## PROBLEM TO WORK ON
Could you copy every entry exactly, with nothing changed?
# # #
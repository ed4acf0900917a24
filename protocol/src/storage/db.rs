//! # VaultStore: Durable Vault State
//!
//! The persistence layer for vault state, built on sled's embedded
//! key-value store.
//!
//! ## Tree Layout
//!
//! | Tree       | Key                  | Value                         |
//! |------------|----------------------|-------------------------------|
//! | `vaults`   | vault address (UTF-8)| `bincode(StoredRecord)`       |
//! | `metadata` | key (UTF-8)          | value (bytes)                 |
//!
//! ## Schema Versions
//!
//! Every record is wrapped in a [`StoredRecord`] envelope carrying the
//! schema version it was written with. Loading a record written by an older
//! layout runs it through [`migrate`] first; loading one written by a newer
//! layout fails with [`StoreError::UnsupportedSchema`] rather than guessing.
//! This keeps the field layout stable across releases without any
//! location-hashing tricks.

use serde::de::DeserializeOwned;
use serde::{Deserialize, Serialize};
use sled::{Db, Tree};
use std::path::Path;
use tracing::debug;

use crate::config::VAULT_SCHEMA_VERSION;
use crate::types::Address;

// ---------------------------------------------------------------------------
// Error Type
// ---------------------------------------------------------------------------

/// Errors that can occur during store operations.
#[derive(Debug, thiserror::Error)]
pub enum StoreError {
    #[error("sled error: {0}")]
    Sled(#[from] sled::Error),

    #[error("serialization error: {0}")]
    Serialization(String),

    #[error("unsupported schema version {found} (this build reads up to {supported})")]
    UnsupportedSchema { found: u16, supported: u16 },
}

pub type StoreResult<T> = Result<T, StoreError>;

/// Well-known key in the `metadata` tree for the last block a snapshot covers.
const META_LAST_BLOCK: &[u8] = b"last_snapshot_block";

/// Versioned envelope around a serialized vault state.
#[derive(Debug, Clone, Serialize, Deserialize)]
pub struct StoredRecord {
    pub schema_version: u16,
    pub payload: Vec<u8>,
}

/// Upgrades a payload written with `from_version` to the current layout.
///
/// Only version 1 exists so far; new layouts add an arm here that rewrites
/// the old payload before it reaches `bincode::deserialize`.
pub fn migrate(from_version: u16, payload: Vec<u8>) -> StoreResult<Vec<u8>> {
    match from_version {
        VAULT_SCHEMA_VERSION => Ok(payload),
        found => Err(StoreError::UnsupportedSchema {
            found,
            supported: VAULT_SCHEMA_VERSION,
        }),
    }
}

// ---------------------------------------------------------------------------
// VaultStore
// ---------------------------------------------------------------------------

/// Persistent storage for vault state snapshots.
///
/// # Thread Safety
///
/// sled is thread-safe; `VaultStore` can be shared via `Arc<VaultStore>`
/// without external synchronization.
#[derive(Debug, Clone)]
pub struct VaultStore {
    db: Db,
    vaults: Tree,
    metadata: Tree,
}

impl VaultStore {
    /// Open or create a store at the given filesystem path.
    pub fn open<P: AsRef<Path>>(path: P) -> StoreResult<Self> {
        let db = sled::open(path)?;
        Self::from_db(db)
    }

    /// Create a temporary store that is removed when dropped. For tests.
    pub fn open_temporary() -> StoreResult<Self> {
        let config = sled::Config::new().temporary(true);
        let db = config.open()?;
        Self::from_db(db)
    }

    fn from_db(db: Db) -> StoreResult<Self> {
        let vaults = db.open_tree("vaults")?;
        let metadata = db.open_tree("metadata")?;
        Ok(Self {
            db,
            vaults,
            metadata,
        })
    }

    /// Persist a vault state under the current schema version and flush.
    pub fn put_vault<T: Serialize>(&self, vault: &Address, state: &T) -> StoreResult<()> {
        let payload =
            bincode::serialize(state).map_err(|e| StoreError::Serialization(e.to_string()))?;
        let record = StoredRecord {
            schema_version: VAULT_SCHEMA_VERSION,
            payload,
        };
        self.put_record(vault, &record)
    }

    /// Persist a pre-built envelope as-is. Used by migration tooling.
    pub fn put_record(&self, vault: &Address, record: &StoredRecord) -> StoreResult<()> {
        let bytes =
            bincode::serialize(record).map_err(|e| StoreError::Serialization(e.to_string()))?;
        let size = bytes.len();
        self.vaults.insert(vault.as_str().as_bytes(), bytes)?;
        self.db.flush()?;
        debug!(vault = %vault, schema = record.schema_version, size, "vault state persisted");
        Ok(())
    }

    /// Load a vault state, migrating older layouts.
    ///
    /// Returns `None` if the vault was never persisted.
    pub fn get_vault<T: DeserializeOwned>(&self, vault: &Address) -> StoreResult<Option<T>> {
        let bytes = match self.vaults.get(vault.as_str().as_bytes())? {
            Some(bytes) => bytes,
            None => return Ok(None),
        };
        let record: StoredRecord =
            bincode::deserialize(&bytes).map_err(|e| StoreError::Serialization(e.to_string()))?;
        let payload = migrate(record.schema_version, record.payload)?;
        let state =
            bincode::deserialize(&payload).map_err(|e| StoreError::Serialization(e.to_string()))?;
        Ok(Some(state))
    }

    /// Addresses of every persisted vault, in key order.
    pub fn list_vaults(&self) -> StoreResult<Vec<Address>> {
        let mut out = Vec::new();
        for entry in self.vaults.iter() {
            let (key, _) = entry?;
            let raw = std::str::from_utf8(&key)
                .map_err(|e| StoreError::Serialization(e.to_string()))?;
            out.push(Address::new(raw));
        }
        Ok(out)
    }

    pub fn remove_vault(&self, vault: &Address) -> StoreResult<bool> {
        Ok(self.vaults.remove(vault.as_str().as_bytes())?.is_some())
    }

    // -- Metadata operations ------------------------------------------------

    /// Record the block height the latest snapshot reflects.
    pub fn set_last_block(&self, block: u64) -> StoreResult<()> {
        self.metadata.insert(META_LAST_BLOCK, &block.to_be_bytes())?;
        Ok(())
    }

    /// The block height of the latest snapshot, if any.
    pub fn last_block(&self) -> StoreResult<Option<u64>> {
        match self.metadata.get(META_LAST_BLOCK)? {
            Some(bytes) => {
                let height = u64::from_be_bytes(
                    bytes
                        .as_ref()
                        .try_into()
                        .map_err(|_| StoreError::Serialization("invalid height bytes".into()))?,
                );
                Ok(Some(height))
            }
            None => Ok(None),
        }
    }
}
# # #
## FINISHED EXERCISE
repository ed4acf0900917a24
filename protocol/src/storage/db.rs
//! # VaultStore: Durable Vault State
//!
//! The persistence layer for vault state, built on sled's embedded
//! key-value store.
//!
//! ## Tree Layout
//!
//! | Tree       | Key                  | Value                         |
//! |------------|----------------------|-------------------------------|
//! | `vaults`   | vault address (UTF-8)| `bincode(StoredRecord)`       |
//! | `metadata` | key (UTF-8)          | value (bytes)                 |
//!
//! ## Schema Versions
//!
//! Every record is wrapped in a [`StoredRecord`] envelope carrying the
//! schema version it was written with. Loading a record written by an older
//! layout runs it through [`migrate`] first; loading one written by a newer
//! layout fails with [`StoreError::UnsupportedSchema`] rather than guessing.
//! This keeps the field layout stable across releases without any
//! location-hashing tricks.

use serde::de::DeserializeOwned;
use serde::{Deserialize, Serialize};
use sled::{Db, Tree};
use std::path::Path;
use tracing::debug;

use crate::config::VAULT_SCHEMA_VERSION;
use crate::types::Address;

// ---------------------------------------------------------------------------
// Error Type
// ---------------------------------------------------------------------------

/// Errors that can occur during store operations.
#[derive(Debug, thiserror::Error)]
pub enum StoreError {
    #[error("sled error: {0}")]
    Sled(#[from] sled::Error),

    #[error("serialization error: {0}")]
    Serialization(String),

    #[error("unsupported schema version {found} (this build reads up to {supported})")]
    UnsupportedSchema { found: u16, supported: u16 },
}

pub type StoreResult<T> = Result<T, StoreError>;

/// Well-known key in the `metadata` tree for the last block a snapshot covers.
const META_LAST_BLOCK: &[u8] = b"last_snapshot_block";

/// Versioned envelope around a serialized vault state.
#[derive(Debug, Clone, Serialize, Deserialize)]
pub struct StoredRecord {
    pub schema_version: u16,
    pub payload: Vec<u8>,
}

/// Upgrades a payload written with `from_version` to the current layout.
///
/// Only version 1 exists so far; new layouts add an arm here that rewrites
/// the old payload before it reaches `bincode::deserialize`.
pub fn migrate(from_version: u16, payload: Vec<u8>) -> StoreResult<Vec<u8>> {
    match from_version {
        VAULT_SCHEMA_VERSION => Ok(payload),
        found => Err(StoreError::UnsupportedSchema {
            found,
            supported: VAULT_SCHEMA_VERSION,
        }),
    }
}

// ---------------------------------------------------------------------------
// VaultStore
// ---------------------------------------------------------------------------

/// Persistent storage for vault state snapshots.
///
/// # Thread Safety
///
/// sled is thread-safe; `VaultStore` can be shared via `Arc<VaultStore>`
/// without external synchronization.
#[derive(Debug, Clone)]
pub struct VaultStore {
    db: Db,
    vaults: Tree,
    metadata: Tree,
}

impl VaultStore {
    /// Open or create a store at the given filesystem path.
    pub fn open<P: AsRef<Path>>(path: P) -> StoreResult<Self> {
        let db = sled::open(path)?;
        Self::from_db(db)
    }

    /// Create a temporary store that is removed when dropped. For tests.
    pub fn open_temporary() -> StoreResult<Self> {
        let config = sled::Config::new().temporary(true);
        let db = config.open()?;
        Self::from_db(db)
    }

    fn from_db(db: Db) -> StoreResult<Self> {
        let vaults = db.open_tree("vaults")?;
        let metadata = db.open_tree("metadata")?;
        Ok(Self {
            db,
            vaults,
            metadata,
        })
    }

    /// Persist a vault state under the current schema version and flush.
    pub fn put_vault<T: Serialize>(&self, vault: &Address, state: &T) -> StoreResult<()> {
        let payload =
            bincode::serialize(state).map_err(|e| StoreError::Serialization(e.to_string()))?;
        let record = StoredRecord {
            schema_version: VAULT_SCHEMA_VERSION,
            payload,
        };
        self.put_record(vault, &record)
    }

    /// Persist a pre-built envelope as-is. Used by migration tooling.
    pub fn put_record(&self, vault: &Address, record: &StoredRecord) -> StoreResult<()> {
        let bytes =
            bincode::serialize(record).map_err(|e| StoreError::Serialization(e.to_string()))?;
        let size = bytes.len();
        self.vaults.insert(vault.as_str().as_bytes(), bytes)?;
        self.db.flush()?;
        debug!(vault = %vault, schema = record.schema_version, size, "vault state persisted");
        Ok(())
    }

    /// Load a vault state, migrating older layouts.
    ///
    /// Returns `None` if the vault was never persisted.
    pub fn get_vault<T: DeserializeOwned>(&self, vault: &Address) -> StoreResult<Option<T>> {
        let bytes = match self.vaults.get(vault.as_str().as_bytes())? {
            Some(bytes) => bytes,
            None => return Ok(None),
        };
        let record: StoredRecord =
            bincode::deserialize(&bytes).map_err(|e| StoreError::Serialization(e.to_string()))?;
        let payload = migrate(record.schema_version, record.payload)?;
        let state =
            bincode::deserialize(&payload).map_err(|e| StoreError::Serialization(e.to_string()))?;
        Ok(Some(state))
    }

    /// Addresses of every persisted vault, in key order.
    pub fn list_vaults(&self) -> StoreResult<Vec<Address>> {
        let mut out = Vec::new();
        for entry in self.vaults.iter() {
            let (key, _) = entry?;
            let raw = std::str::from_utf8(&key)
                .map_err(|e| StoreError::Serialization(e.to_string()))?;
            out.push(Address::new(raw));
        }
        Ok(out)
    }

    pub fn remove_vault(&self, vault: &Address) -> StoreResult<bool> {
        Ok(self.vaults.remove(vault.as_str().as_bytes())?.is_some())
    }

    // -- Metadata operations ------------------------------------------------

    /// Record the block height the latest snapshot reflects.
    pub fn set_last_block(&self, block: u64) -> StoreResult<()> {
        self.metadata.insert(META_LAST_BLOCK, &block.to_be_bytes())?;
        Ok(())
    }

    /// The block height of the latest snapshot, if any.
    pub fn last_block(&self) -> StoreResult<Option<u64>> {
        match self.metadata.get(META_LAST_BLOCK)? {
            Some(bytes) => {
                let height = u64::from_be_bytes(
                    bytes
                        .as_ref()
                        .try_into()
                        .map_err(|_| StoreError::Serialization("invalid height bytes".into()))?,
                );
                Ok(Some(height))
            }
            None => Ok(None),
        }
    }
}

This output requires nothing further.